Navagero's death provoked grief among his many associates. Pietro Bembo, a close friend and scholar, wrote a sonnet memorializing Navagero; he privately lamented that "poor Navagero was a rare being, who could not fail to do honor to his country. Had he been an ignorant fool, he would have lived!" Cardinal Jacopo Sadoleto noted Navagero's "excellent gifts and noble character" in a letter written following his death. Another of his friends, Girolamo Fracastoro, dedicated a philosophical dialogue on poetry, Naugerius sive de Poetica, to Navagero, making him the dialogue's main speaker. Navagero's Italian translation of Gonzalo Fernández de Oviedo's Natural and General History of the Indies was found after his death and published by Ramusio in Venice.

== Contributions and assessment ==

=== As an editor ===
In an era in which many editors fabricated readings and ascribed them to false sources, Navagero asserted that any changes he made in his editions were based on genuine ancient sources and that the quality of his editions were due to his hard work in locating sources rather than his own writing acumen. When faced with conflicts between different readings, Navagero generally used the older reading in his editions. Thanks to his diligence, his edition of Ovid's works became the standard upon which all editions of Ovid depended until Nicolaas Heinsius's 1661 edition. Navagero's editions published by the Aldine Press remain highly regarded in the modern era. Georg Luck, a professor at Johns Hopkins, called his 1515 edition of Ovid's works "one of the best early editions of any Latin author" in 2002 and labelled his edition of Virgil's works "an outstanding scholarly achievement" in 2005. E. J. Kenney, the Kennedy Professor of Latin, referred to Navagero as "an excellent Latinist, and Ovid's most competent editor before Heinsius" in his book published in 1974.

=== As a poet ===
Navagero followed the Greek and Augustan models of poetry and often wrote in the styles of Catullus and Petrarch. He admired Catullus so greatly that in order to assert Catullus's poetic supremacy, he is said to have burned copies of the work of Martial, a poet who called himself Catullus's "literary inheriter". The brothers Gaetano and Giovanni Antonio Volpi republished the Lusus in 1718 alongside Navagero's edition of Ovid, two of his funeral orations, and four literary letters. More than two centuries after the Volpi brothers' 1718 publication of the Lusus, which contained 47 poems, two separate scholars, Maria Antonietta Benassi and Claudio Griggio, uncovered more of Navagero's Latin works in Italian manuscripts, adding 22 poems to his known body of work. The majority of the Lusus comprises Neo-Latin pastoral vignettes written in the elegiac meter and reminiscent of classical Latin pastorals, particularly Virgil's Eclogues. Similarly to the Eclogues, much of the Lusus affectionately describes pastoral life in the countryside of northern Italy. Navagero based some of the poems in the Lusus on contemporary events; for example, "Damon" chronicles the Battle of Ravenna of 1512.

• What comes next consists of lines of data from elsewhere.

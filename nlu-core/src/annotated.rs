//! # Sentença Anotada (formato Markdown do Rasa)
//!
//! Renderiza uma mensagem com as entidades inline:
//! `Alternative to [Facebook Messenger](WebService).`
//!
//! Quando o trecho do texto difere do valor anotado, o valor vai junto do tipo:
//! `Problem upgrading [Ubuntu 9.10](UbuntuVersion:Ubuntu 9.10)`.

use serde::{Deserialize, Serialize};

use crate::message::{Entity, Message};
use crate::tokenizer::char_slice;

const BRACKETS: [char; 4] = ['(', ')', '[', ']'];

/// Pré-processamento aplicado antes de renderizar.
#[derive(Debug, Clone, Copy, Default, PartialEq, Eq, Serialize, Deserialize)]
pub struct RenderOptions {
    /// Remove `(`, `)`, `[` e `]` do texto e dos valores, para não colidir com a
    /// sintaxe de anotação. Os offsets das entidades são recalculados sobre o texto
    /// resultante; a mensagem original não é alterada.
    #[serde(default)]
    pub strip_brackets: bool,
}

/// Remove os colchetes/parênteses e reposiciona as entidades.
fn strip_brackets(message: &Message) -> (String, Vec<Entity>) {
    // new_offset[i] = caracteres mantidos antes da posição i do texto original
    let mut new_offset = Vec::with_capacity(message.text.len() + 1);
    let mut text = String::with_capacity(message.text.len());
    let mut kept = 0;
    for c in message.text.chars() {
        new_offset.push(kept);
        if !BRACKETS.contains(&c) {
            text.push(c);
            kept += 1;
        }
    }
    new_offset.push(kept);

    let remap = |i: usize| new_offset[i.min(new_offset.len() - 1)];
    let entities = message
        .entities
        .iter()
        .map(|e| {
            let value: String = e.value.chars().filter(|c| !BRACKETS.contains(c)).collect();
            Entity::new(remap(e.start), remap(e.end), e.entity_type.clone(), value)
        })
        .collect();
    (text, entities)
}

fn entity_markdown(text: &str, entity: &Entity) -> String {
    let slice = char_slice(text, entity.start, entity.end);
    if slice == entity.value {
        format!("[{}]({})", slice, entity.entity_type)
    } else {
        format!("[{}]({}:{})", slice, entity.entity_type, entity.value)
    }
}

/// Converte a mensagem em uma string com as entidades anotadas.
pub fn render_annotated(message: &Message, options: &RenderOptions) -> String {
    let (text, mut entities) = if options.strip_brackets {
        strip_brackets(message)
    } else {
        (message.text.clone(), message.entities.clone())
    };
    entities.sort_by_key(|e| e.start);

    let mut out = String::with_capacity(text.len() + entities.len() * 16);
    let mut pos = 0;
    for entity in &entities {
        out.push_str(char_slice(&text, pos, entity.start));
        out.push_str(&entity_markdown(&text, entity));
        pos = entity.end;
    }
    out.push_str(char_slice(&text, pos, usize::MAX));
    out
}
//! # nlu-core: Conversor de Corpora de NLU
//!
//! Este crate lê corpora de intenção/entidade em formatos heterogêneos e os converte
//! para formatos de treino: "token TAG" (BIO), TSV de sentenças anotadas e divisões
//! estratificadas de treino/validação/teste.
//!
//! ## Arquitetura do Sistema
//!
//! 1.  **Entrada**: arquivos JSON de cada corpus ([`corpus`]).
//! 2.  **Normalização** ([`normalizer`]): cada registro vira uma [`Message`] canônica,
//!     com entidades em offsets de caractere.
//! 3.  **Tokenização** ([`tokenizer`]): spans de palavra/pontuação sobre o texto.
//! 4.  **Fusão de Spans** ([`span`]): spans dentro de uma entidade viram um só.
//! 5.  **Tagging** ([`tagger`]): tags BIO a partir do valor de cada entidade.
//! 6.  **Saída** ([`formatter`], [`annotated`], [`split`]): arquivos por tarefa, TSV e
//!     divisões.
//!
//! ## Exemplo de Uso
//!
//! ```rust
//! use nlu_core::{message_lines, Corpus, Entity, Message, Task};
//!
//! let message = Message::new(
//!     "from garching to studentenstadt",
//!     "FindConnection",
//!     vec![
//!         Entity::new(5, 13, "StationStart", "garching"),
//!         Entity::new(17, 31, "StationDest", "studentenstadt"),
//!     ],
//!     Some(true),
//!     Corpus::Chatbot,
//! );
//!
//! let lines = message_lines(Task::Ner, &message);
//! assert_eq!(lines, "from O\ngarching B-StationStart\nto O\nstudentenstadt B-StationDest");
//! ```
//!
//! ## Módulos Principais
//!
//! - [`pipeline`]: Orquestrador que conecta leitura, formatos e divisões.
//! - [`span`] e [`tagger`]: O núcleo do alinhamento entidade/token.
//! - [`config`]: Configuração TOML do conversor.

pub mod annotated;
pub mod cache;
pub mod config;
pub mod corpus;
pub mod error;
pub mod formatter;
pub mod message;
pub mod normalizer;
pub mod pipeline;
pub mod span;
pub mod split;
pub mod tagger;
pub mod tokenizer;

pub use annotated::{render_annotated, RenderOptions};
pub use cache::CorpusCache;
pub use config::ConvertConfig;
pub use corpus::{read_corpus, Corpus, CorpusFamily, LoadedCorpus, ReadOptions, RejectedRecord};
pub use error::{NluError, Result};
pub use formatter::{message_lines, messages_lines, FormatReport, Task};
pub use message::{Entity, Message};
pub use pipeline::{ConversionEvent, ConversionPlan, ConversionSummary, Converter};
pub use span::{merge_spans, Span};
pub use split::{double_split, stratified_split, triple_split, Split, SplitKind};
pub use tagger::{annotate_tokens, Tag};
pub use tokenizer::{span_tokenize, Token, TokenizerMode};
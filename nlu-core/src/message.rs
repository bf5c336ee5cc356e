//! # Mensagem Canônica
//!
//! Representação única, independente de corpus, sobre a qual toda a formatação opera.
//! Cada normalizador cria uma [`Message`] por registro do corpus; depois disso ela é
//! apenas lida.
//!
//! Os offsets de [`Entity`] contam **caracteres** (code points), não bytes, o mesmo
//! sistema de coordenadas do tokenizador.

use serde::{Deserialize, Serialize};

use crate::corpus::Corpus;

/// Uma entidade anotada no texto de uma mensagem.
///
/// `value` é o texto literal da anotação e é a referência usada para re-tokenizar a
/// entidade; nada garante que `value == text[start..end]` em corpora malformados.
#[derive(Debug, Clone, PartialEq, Eq, Serialize, Deserialize)]
pub struct Entity {
    /// Offset (em caracteres) do início da entidade (inclusivo).
    pub start: usize,
    /// Offset (em caracteres) do fim da entidade (exclusivo).
    pub end: usize,
    /// Tipo livre (ex: "StationDest", "WebService").
    #[serde(rename = "entity")]
    pub entity_type: String,
    pub value: String,
}

impl Entity {
    pub fn new(start: usize, end: usize, entity_type: impl Into<String>, value: impl Into<String>) -> Self {
        Self {
            start,
            end,
            entity_type: entity_type.into(),
            value: value.into(),
        }
    }
}

/// Mensagem canônica: texto, intenção, entidades e o flag de treino.
#[derive(Debug, Clone, PartialEq, Serialize, Deserialize)]
pub struct Message {
    pub text: String,
    pub intent: String,
    #[serde(default)]
    pub entities: Vec<Entity>,
    /// `None` quando o registro de origem não informa se é de treino ou teste.
    #[serde(default, skip_serializing_if = "Option::is_none")]
    pub training: Option<bool>,
    pub corpus: Corpus,
}

impl Message {
    pub fn new(
        text: impl Into<String>,
        intent: impl Into<String>,
        entities: Vec<Entity>,
        training: Option<bool>,
        corpus: Corpus,
    ) -> Self {
        Self {
            text: text.into(),
            intent: intent.into(),
            entities,
            training,
            corpus,
        }
    }

    /// Intenção sem espaços, como aparece na linha `INTENT` do formato NER.
    pub fn compact_intent(&self) -> String {
        self.intent.chars().filter(|c| *c != ' ').collect()
    }
}

/// Mensagens cujo flag de treino é igual a `training`. Mensagens sem flag ficam de fora.
pub fn filtered_messages(messages: &[Message], training: bool) -> impl Iterator<Item = &Message> {
    messages.iter().filter(move |m| m.training == Some(training))
}

/// Intenção de cada mensagem, na ordem do corpus (com repetições).
pub fn intents(messages: &[Message]) -> impl Iterator<Item = &str> {
    messages.iter().map(|m| m.intent.as_str())
}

Among both contemporary and modern critics, Navagero is recognized as a talented poet. Aldus Manutius, the founder of the Aldine Press, noted his "sharp mind" and "sure judgment" and compared his skill in writing to that of "the great authors of antiquity". His votive epigrams, which the 16th-century historian Paolo Giovio described as having a "tender and very sweetly primitive grace", were frequently imitated by vernacular poets in both Italy and France, such as Pierre de Ronsard. The poet Juan Boscán credited Navagero with introducing him to Petrarchism, which at that time was popular in Italy but had yet to emerge in Spain. Barbara Fuchs, a professor at UCLA, labelled this encounter "the introduction of Renaissance poetics to Spain". In 1965, W. Leonard Grant described Navagero as "one of the most elegant Latin poets of the Italian Renaissance and one of the very few important Neo-Latin writers produced by Venice", while in 1992 the art historian John Shearman deemed him "the best of the many imitators of the classical epigrams".